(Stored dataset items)
———

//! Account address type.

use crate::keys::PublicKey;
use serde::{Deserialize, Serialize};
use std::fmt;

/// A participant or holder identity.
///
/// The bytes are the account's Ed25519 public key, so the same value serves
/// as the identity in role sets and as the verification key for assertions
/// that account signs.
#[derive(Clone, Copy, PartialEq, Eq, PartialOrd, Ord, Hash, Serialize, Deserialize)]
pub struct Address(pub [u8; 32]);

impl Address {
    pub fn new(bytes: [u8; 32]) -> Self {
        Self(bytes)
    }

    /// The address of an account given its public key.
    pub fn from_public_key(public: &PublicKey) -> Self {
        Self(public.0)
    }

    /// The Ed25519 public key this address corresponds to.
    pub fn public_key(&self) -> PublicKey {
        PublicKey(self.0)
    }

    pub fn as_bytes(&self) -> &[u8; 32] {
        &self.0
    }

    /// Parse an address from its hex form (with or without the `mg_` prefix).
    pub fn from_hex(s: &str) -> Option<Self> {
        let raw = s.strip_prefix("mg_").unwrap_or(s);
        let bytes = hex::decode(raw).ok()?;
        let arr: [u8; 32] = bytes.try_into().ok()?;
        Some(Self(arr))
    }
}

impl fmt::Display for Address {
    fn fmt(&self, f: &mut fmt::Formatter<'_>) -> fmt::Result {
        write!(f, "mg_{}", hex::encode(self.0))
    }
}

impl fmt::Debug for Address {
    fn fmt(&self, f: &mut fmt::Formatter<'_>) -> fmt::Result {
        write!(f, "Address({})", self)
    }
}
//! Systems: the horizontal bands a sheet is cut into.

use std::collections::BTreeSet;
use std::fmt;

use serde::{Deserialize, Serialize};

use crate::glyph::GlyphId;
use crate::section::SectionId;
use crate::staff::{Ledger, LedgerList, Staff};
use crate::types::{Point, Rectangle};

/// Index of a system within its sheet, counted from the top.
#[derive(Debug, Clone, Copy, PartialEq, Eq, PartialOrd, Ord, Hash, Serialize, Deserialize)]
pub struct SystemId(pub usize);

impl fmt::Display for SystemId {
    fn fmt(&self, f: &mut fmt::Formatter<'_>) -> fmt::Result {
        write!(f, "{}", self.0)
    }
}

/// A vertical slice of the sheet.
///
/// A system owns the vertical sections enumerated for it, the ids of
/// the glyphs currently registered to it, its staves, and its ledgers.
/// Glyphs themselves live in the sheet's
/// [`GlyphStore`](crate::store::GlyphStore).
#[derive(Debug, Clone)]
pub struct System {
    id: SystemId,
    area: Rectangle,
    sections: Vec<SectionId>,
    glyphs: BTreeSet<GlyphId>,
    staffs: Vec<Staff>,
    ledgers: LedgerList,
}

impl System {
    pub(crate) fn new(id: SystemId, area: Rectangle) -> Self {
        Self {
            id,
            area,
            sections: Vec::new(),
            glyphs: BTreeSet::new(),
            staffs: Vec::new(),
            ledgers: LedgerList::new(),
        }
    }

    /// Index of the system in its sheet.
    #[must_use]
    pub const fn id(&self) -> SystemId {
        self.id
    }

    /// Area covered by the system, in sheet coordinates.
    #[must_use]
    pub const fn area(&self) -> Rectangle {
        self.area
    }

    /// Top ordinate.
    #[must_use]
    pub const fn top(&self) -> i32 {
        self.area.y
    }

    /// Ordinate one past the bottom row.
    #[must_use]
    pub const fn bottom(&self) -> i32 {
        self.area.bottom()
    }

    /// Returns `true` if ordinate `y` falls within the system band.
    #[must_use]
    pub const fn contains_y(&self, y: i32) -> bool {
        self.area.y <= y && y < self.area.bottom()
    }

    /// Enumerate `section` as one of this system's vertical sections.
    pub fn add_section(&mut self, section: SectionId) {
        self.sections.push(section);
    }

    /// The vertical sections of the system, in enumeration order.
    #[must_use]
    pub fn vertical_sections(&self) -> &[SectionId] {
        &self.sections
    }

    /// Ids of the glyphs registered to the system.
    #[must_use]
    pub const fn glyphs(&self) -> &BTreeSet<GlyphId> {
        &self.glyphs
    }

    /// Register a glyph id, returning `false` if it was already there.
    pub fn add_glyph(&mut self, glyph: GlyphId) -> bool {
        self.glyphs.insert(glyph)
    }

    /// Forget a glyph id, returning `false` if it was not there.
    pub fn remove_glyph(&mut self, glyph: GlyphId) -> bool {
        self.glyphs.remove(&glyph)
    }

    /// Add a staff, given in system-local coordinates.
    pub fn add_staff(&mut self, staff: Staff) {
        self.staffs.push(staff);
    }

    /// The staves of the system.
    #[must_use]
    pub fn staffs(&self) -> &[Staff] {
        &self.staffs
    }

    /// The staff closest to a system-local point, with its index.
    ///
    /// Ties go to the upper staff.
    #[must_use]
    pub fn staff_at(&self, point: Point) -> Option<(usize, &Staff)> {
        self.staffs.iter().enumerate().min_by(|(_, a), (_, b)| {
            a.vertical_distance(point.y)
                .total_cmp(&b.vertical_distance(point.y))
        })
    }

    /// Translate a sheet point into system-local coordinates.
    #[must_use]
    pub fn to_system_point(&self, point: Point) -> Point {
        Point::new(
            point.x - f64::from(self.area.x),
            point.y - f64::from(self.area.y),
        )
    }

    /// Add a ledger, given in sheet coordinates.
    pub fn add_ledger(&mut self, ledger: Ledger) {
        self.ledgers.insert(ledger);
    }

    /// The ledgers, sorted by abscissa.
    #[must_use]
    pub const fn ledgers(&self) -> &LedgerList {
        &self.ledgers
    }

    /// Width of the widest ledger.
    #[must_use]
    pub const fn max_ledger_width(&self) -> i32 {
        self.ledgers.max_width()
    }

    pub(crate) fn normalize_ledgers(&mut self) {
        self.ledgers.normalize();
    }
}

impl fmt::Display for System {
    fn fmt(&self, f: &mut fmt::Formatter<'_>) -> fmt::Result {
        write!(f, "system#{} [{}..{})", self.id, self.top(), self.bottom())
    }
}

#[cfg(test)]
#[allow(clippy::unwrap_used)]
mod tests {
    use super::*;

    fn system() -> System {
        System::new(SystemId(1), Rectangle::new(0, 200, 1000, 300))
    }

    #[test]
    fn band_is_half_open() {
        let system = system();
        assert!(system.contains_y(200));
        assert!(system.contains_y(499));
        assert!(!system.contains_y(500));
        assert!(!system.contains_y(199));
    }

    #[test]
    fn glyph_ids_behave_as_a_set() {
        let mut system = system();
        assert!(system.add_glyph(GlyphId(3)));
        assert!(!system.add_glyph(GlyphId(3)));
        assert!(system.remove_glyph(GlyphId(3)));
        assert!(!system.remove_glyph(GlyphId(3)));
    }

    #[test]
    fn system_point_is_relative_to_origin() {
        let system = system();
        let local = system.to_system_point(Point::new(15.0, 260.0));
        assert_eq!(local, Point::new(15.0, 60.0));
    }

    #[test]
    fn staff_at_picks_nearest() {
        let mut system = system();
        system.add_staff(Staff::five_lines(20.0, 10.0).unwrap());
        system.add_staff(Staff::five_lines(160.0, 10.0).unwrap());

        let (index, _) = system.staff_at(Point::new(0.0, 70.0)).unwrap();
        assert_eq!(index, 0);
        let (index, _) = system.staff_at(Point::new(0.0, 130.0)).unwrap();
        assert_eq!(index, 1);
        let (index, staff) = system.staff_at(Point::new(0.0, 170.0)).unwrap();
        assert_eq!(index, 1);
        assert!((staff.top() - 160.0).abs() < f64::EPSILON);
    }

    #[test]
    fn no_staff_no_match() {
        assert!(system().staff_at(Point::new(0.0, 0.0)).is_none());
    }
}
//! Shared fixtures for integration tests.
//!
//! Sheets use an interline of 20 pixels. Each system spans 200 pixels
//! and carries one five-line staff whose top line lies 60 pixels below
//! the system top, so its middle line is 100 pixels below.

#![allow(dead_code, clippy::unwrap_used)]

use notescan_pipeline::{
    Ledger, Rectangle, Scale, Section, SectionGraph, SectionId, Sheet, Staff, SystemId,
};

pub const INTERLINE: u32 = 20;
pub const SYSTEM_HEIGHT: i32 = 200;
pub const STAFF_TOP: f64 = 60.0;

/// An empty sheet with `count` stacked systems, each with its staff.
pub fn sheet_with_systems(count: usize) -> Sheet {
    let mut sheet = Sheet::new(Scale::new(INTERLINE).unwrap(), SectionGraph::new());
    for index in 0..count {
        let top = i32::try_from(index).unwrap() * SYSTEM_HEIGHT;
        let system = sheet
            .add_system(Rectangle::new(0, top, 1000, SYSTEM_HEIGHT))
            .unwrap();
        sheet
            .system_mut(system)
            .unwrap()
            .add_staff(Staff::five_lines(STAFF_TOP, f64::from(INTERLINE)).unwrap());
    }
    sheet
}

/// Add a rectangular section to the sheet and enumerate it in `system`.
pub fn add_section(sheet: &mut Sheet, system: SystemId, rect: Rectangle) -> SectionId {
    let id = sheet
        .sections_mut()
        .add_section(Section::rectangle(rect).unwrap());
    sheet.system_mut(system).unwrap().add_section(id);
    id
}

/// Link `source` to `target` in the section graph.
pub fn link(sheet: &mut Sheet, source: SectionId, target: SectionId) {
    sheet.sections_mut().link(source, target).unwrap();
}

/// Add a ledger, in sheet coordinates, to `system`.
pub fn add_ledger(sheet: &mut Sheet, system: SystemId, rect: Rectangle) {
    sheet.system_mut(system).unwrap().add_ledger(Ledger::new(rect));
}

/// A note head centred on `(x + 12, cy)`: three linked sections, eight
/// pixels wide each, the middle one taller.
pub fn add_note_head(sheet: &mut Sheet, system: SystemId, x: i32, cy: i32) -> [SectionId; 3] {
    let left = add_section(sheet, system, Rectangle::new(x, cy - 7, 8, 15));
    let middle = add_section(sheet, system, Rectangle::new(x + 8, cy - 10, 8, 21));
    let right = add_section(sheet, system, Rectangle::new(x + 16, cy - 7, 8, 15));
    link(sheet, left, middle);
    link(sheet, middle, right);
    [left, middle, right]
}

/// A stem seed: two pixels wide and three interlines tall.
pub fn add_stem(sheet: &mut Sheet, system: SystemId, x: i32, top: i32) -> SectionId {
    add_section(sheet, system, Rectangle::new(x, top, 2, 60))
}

———

● **Task brief**:
Output each line of the records above exactly, beginning at the first, and stop once the line containing "Self(public.0)" has been output.

● **Task result**:
//! Account address type.

use crate::keys::PublicKey;
use serde::{Deserialize, Serialize};
use std::fmt;

/// A participant or holder identity.
///
/// The bytes are the account's Ed25519 public key, so the same value serves
/// as the identity in role sets and as the verification key for assertions
/// that account signs.
#[derive(Clone, Copy, PartialEq, Eq, PartialOrd, Ord, Hash, Serialize, Deserialize)]
pub struct Address(pub [u8; 32]);

impl Address {
    pub fn new(bytes: [u8; 32]) -> Self {
        Self(bytes)
    }

    /// The address of an account given its public key.
    pub fn from_public_key(public: &PublicKey) -> Self {
        Self(public.0)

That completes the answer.